A tempestade perfeita
A opinião de Mauro Passos, entretanto, é que apesar do Brasil ser um país tropical, com sol praticamente durante o ano inteiro, o grande "motor" da indústria solar no país foram os preços cobrados pela Agência Nacional de Energia Elétrica (Aneel). Ele aponta que os constantes reajustes no valor das contas de luz "obrigaram" os empresários e a população a investir em alternativas.
Além disso, em dezembro de 2021, o Congresso Nacional aprovou a lei que criou o marco legal da geração própria de energia. A legislação estabelece regras para consumidores que produzem a própria energia a partir de fontes renováveis, como solar fotovoltaica e eólica.
O presidente do Ideal defendeu a segurança jurídica criada pela norma. Para ele, diante "das mudanças climáticas que têm provocado calamidades mundo afora, o Brasil deve continuar trilhando esse caminho e se aperfeiçoando".
Em março de 2022, o país atingiu a marca histórica de 10 gigawatts (GW) de potência instalada de energia solar. O valor equivale a mais de 70% da capacidade da usina hidrelétrica de Itaipu. Além disso, de 2012 para cá foram investidos mais de R$ 52 bilhões nessa fonte de energia renovável, limpa e sustentável.
Hoje o país tem conectados à rede mais de 930 mil sistemas solares fotovoltaicos, que atendem 1,1 milhão de unidades consumidoras.
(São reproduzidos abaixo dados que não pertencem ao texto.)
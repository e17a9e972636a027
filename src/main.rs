// SPDX-License-Identifier: GPL-3.0-only

use clap::{Parser, Subcommand};
use std::path::PathBuf;

mod cli;

#[derive(Parser)]
#[command(name = "tofcam")]
#[command(about = "TF-series Time-of-Flight depth camera tool")]
#[command(version)]
struct Cli {
    /// Also write logs to a file under the user data directory
    #[arg(long, global = true)]
    log_file: bool,

    /// Include the simulated device in discovery
    #[arg(long, global = true)]
    simulated: bool,

    #[command(subcommand)]
    command: Commands,
}

#[derive(Subcommand)]
enum Commands {
    /// List available devices
    List,

    /// Show device identity and calibration
    Info {
        /// Device index to use (from 'tofcam list')
        #[arg(short, long, default_value = "0")]
        device: usize,
    },

    /// Stream frames and print live statistics
    Stream {
        /// Device index to use (from 'tofcam list')
        #[arg(short, long, default_value = "0")]
        device: usize,

        /// Streaming duration in seconds
        #[arg(long, default_value = "10")]
        duration: u64,
    },

    /// Save one depth (or IR) frame as a 16-bit PNG
    Snapshot {
        /// Device index to use (from 'tofcam list')
        #[arg(short, long, default_value = "0")]
        device: usize,

        /// Output file path (default: ~/Pictures/tofcam/depth_TIMESTAMP.png)
        #[arg(short, long)]
        output: Option<PathBuf>,

        /// Save the IR plane instead of the depth plane
        #[arg(long)]
        ir: bool,
    },

    /// Capture one point-cloud frame as LAS/LAZ
    Points {
        /// Device index to use (from 'tofcam list')
        #[arg(short, long, default_value = "0")]
        device: usize,

        /// Output file path (default: ~/Pictures/tofcam/cloud_TIMESTAMP.las)
        #[arg(short, long)]
        output: Option<PathBuf>,
    },
}

fn main() -> Result<(), Box<dyn std::error::Error>> {
    let args = Cli::parse();

    // Set RUST_LOG to control the log level, e.g. RUST_LOG=tofcam=debug
    tofcam::set_log_status(true, args.log_file);

    match args.command {
        Commands::List => cli::list_devices(args.simulated),
        Commands::Info { device } => cli::show_info(device, args.simulated),
        Commands::Stream { device, duration } => cli::stream(device, args.simulated, duration),
        Commands::Snapshot { device, output, ir } => {
            cli::snapshot(device, args.simulated, output, ir)
        }
        Commands::Points { device, output } => cli::capture_points(device, args.simulated, output),
    }
}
A tecnologia solar está presente em mais de 5.470 municípios brasileiros, em todos os estados. O uso desse tipo de energia no Brasil ainda se concentra no âmbito residencial — mais de 77% dos sistemas instalados são em casas.
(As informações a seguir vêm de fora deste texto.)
pub mod entry;
pub mod settings;
pub mod table;
use std::ops::Range;

use serde::{Deserialize, Serialize};

use crate::error::AiError;

/// Result of one batch, handed to the caller before the next batch starts.
#[derive(Debug)]
pub struct BatchOutcome {
    pub range: Range<usize>,
    pub result: Result<Vec<String>, AiError>,
    /// The answer had the wrong item count and was padded or truncated.
    pub realigned: bool,
}

#[derive(Debug, Serialize, Deserialize, Clone, PartialEq, Eq)]
pub struct BatchError {
    pub start: usize,
    pub end: usize,
    pub message: String,
}

#[derive(Debug, Serialize, Deserialize, Clone, Default, PartialEq, Eq)]
pub struct RunReport {
    pub batches: usize,
    pub succeeded_batches: usize,
    pub failed_batches: usize,
    pub translated_units: usize,
    pub failed_units: usize,
    pub realigned_batches: usize,
    pub errors: Vec<BatchError>,
}

impl RunReport {
    pub fn record(&mut self, outcome: &BatchOutcome) {
        self.batches += 1;
        let len = outcome.range.len();

        match &outcome.result {
            Ok(_) => {
                self.succeeded_batches += 1;
                self.translated_units += len;
                if outcome.realigned {
                    self.realigned_batches += 1;
                }
            }
            Err(e) => {
                self.failed_batches += 1;
                self.failed_units += len;
                self.errors.push(BatchError {
                    start: outcome.range.start,
                    end: outcome.range.end,
                    message: format!(
                        "Lỗi dịch dòng {}–{}: {e}",
                        outcome.range.start + 1,
                        outcome.range.end
                    ),
                });
            }
        }
    }
}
Apesar dos avanços, o Brasil — que é dono de um dos maiores potenciais solares do mundo — ainda está longe de atingir um patamar satisfatório: apenas 1,3% dos mais de 89 milhões de consumidores de energia elétrica do país faz uso do sol para produzir eletricidade, segundo a Associação Brasileira de Energia Solar Fotovoltaica (Absolar).
Como fugir da dependência da China?
Ao longo da última década, o valor das importações de painéis solares saltou de US$ 5,5 milhões (R$ 27,2 milhões) para US$ 2,3 bilhões (R$ 11,4 bilhões), quase tudo em vendas da China. Recentemente, o país asiático anunciou que o maior parque de geração de energia renovável do mundo será construído na região do deserto de Gobi.
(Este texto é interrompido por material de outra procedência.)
use std::fs;
use std::path::Path;

use serde_json::{json, Value};
use tracing::info;

use super::{required_str, text_field, Core};
use crate::error::{CoreError, StoreError};
use crate::model::settings::AppSettings;
use crate::services::dictionary::{self, DictEntry, Dictionary};
use crate::services::numfmt::{self, RepaymentMethod};
use crate::services::structured::{self, FortuneReading, QuizSet};
use crate::services::{encoding, settings};

const DEFAULT_QUIZ_SIZE: u64 = 5;
const MAX_QUIZ_SIZE: u64 = 20;

fn amount_field(payload: &Value, key: &str) -> Result<f64, CoreError> {
    let invalid = || CoreError::invalid(format!("payload.{key} không phải là số hợp lệ"));
    match payload.get(key) {
        Some(Value::Number(n)) => n.as_f64().ok_or_else(invalid),
        Some(Value::String(s)) => numfmt::parse_amount(s).ok_or_else(invalid),
        _ => Err(CoreError::invalid(format!("payload.{key} is required"))),
    }
}

impl Core {
    pub(super) fn settings_get(&self) -> Result<Value, CoreError> {
        Ok(json!({
            "settings": self.settings,
            "data_dir": self.data_dir.to_string_lossy()
        }))
    }

    pub(super) fn settings_save(&mut self, payload: &Value) -> Result<Value, CoreError> {
        let raw = payload
            .get("settings")
            .cloned()
            .ok_or_else(|| CoreError::invalid("payload.settings is required"))?;
        let incoming: AppSettings = serde_json::from_value(raw)
            .map_err(|e| CoreError::invalid(format!("invalid payload.settings: {e}")))?;

        self.settings = settings::save(&self.data_dir, incoming)?;
        info!(provider = %self.settings.provider, model = %self.settings.model, "settings saved");
        Ok(json!({ "settings": self.settings }))
    }

    pub(super) fn detect_encoding(&self, payload: &Value) -> Result<Value, CoreError> {
        let path = required_str(payload, "path")?;
        let bytes = fs::read(Path::new(path)).map_err(StoreError::from)?;
        Ok(json!(encoding::detect(&bytes)))
    }

    pub(super) fn dictionary_save(&mut self, payload: &Value) -> Result<Value, CoreError> {
        let raw = payload
            .get("entries")
            .cloned()
            .ok_or_else(|| CoreError::invalid("payload.entries must be an array"))?;
        let entries: Vec<DictEntry> = serde_json::from_value(raw)
            .map_err(|e| CoreError::invalid(format!("invalid payload.entries: {e}")))?;

        let saved = dictionary::save(&self.data_dir, entries)?;
        info!(terms = saved.len(), "dictionary saved");
        self.dictionary = Dictionary::new(saved);
        Ok(json!({ "entries": self.dictionary.entries() }))
    }

    pub(super) fn dictionary_apply(&self, payload: &Value) -> Result<Value, CoreError> {
        let text = payload
            .get("text")
            .and_then(Value::as_str)
            .ok_or_else(|| CoreError::invalid("payload.text is required"))?;
        Ok(json!({ "text": self.dictionary.apply(text) }))
    }

    pub(super) fn quiz_generate(&self, payload: &Value) -> Result<Value, CoreError> {
        let topic = required_str(payload, "topic")?;
        let count = payload
            .get("count")
            .and_then(Value::as_u64)
            .unwrap_or(DEFAULT_QUIZ_SIZE)
            .clamp(1, MAX_QUIZ_SIZE) as usize;

        let settings = self.request_settings(payload);
        let language = text_field(payload, "language").unwrap_or(&settings.target_language);
        let prompt = structured::quiz_prompt(topic, count, language);

        let mut completer = self.completer_for(&settings)?;
        let quiz: QuizSet = structured::generate(completer.as_mut(), &prompt)?;
        Ok(json!(quiz))
    }

    pub(super) fn fortune_generate(&self, payload: &Value) -> Result<Value, CoreError> {
        let name = required_str(payload, "name")?;
        let birth_date = required_str(payload, "birth_date")?;

        let settings = self.request_settings(payload);
        let language = text_field(payload, "language").unwrap_or(&settings.target_language);
        let prompt = structured::fortune_prompt(name, birth_date, language);

        let mut completer = self.completer_for(&settings)?;
        let reading: FortuneReading = structured::generate(completer.as_mut(), &prompt)?;
        Ok(json!(reading))
    }
}

pub(super) fn loan_schedule(payload: &Value) -> Result<Value, CoreError> {
    let principal = amount_field(payload, "principal")?;
    let rate = amount_field(payload, "annual_rate")?;
    let months = payload
        .get("months")
        .and_then(Value::as_u64)
        .ok_or_else(|| CoreError::invalid("payload.months is required"))?;
    // Out-of-range terms are rejected by `amortize`.
    let months = u32::try_from(months).unwrap_or(u32::MAX);

    let method = match text_field(payload, "method").unwrap_or("annuity") {
        "annuity" => RepaymentMethod::Annuity,
        "declining" => RepaymentMethod::Declining,
        other => return Err(CoreError::invalid(format!("unknown repayment method `{other}`"))),
    };

    Ok(json!(numfmt::amortize(principal, rate, months, method)?))
}

pub(super) fn number_format(payload: &Value) -> Result<Value, CoreError> {
    let value = amount_field(payload, "value")?;
    let currency = payload.get("currency").and_then(Value::as_bool).unwrap_or(false);

    let text = if currency {
        numfmt::format_vnd(value)
    } else {
        let decimals = payload.get("decimals").and_then(Value::as_u64).unwrap_or(0).min(10) as usize;
        numfmt::format_number(value, decimals)
    };
    Ok(json!({ "text": text }))
}

pub(super) fn number_parse(payload: &Value) -> Result<Value, CoreError> {
    let text = required_str(payload, "text")?;
    let value = numfmt::parse_amount(text)
        .ok_or_else(|| CoreError::invalid(format!("`{text}` không phải là số hợp lệ")))?;
    Ok(json!({ "value": value }))
}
A instalação, graças à energia solar e eólica, oferecerá uma capacidade instalada de 450 GW. Isso fará parte do plano da China de gerar até 1,2 terawatt (TW) de eletricidade verde por ano até 2030. Atualmente o gigante asiático domina a produção de energia a partir de fontes renováveis.
Mauro Passos explicou que, no curto prazo, "não tem como fugir da dependência dos insumos chineses porque a gente não vai competir com os preços da indústria chinesa". Entretanto ele enfatizou que o Brasil já passou pela fase do conhecimento técnico e científico sobre a implementação de painéis solares.
"Temos essa tecnologia. O que não temos é a escala industrial que permita ter preço competitivo. A China controla a Europa também", relembrou, comentando que o país responde por 99% da importação de painéis e peças fotovoltaicas pelo mercado brasileiro.
O governo chinês também faz investimentos massivos na produção de insumos para o funcionamento dessa indústria. Dessa forma, quando as peças chinesas se tornam mais atraentes no mercado internacional (e Bolsonaro, vale lembrar, zerou os impostos sobre placas de energia solar da China), o Brasil tende a perder força ante a concorrência.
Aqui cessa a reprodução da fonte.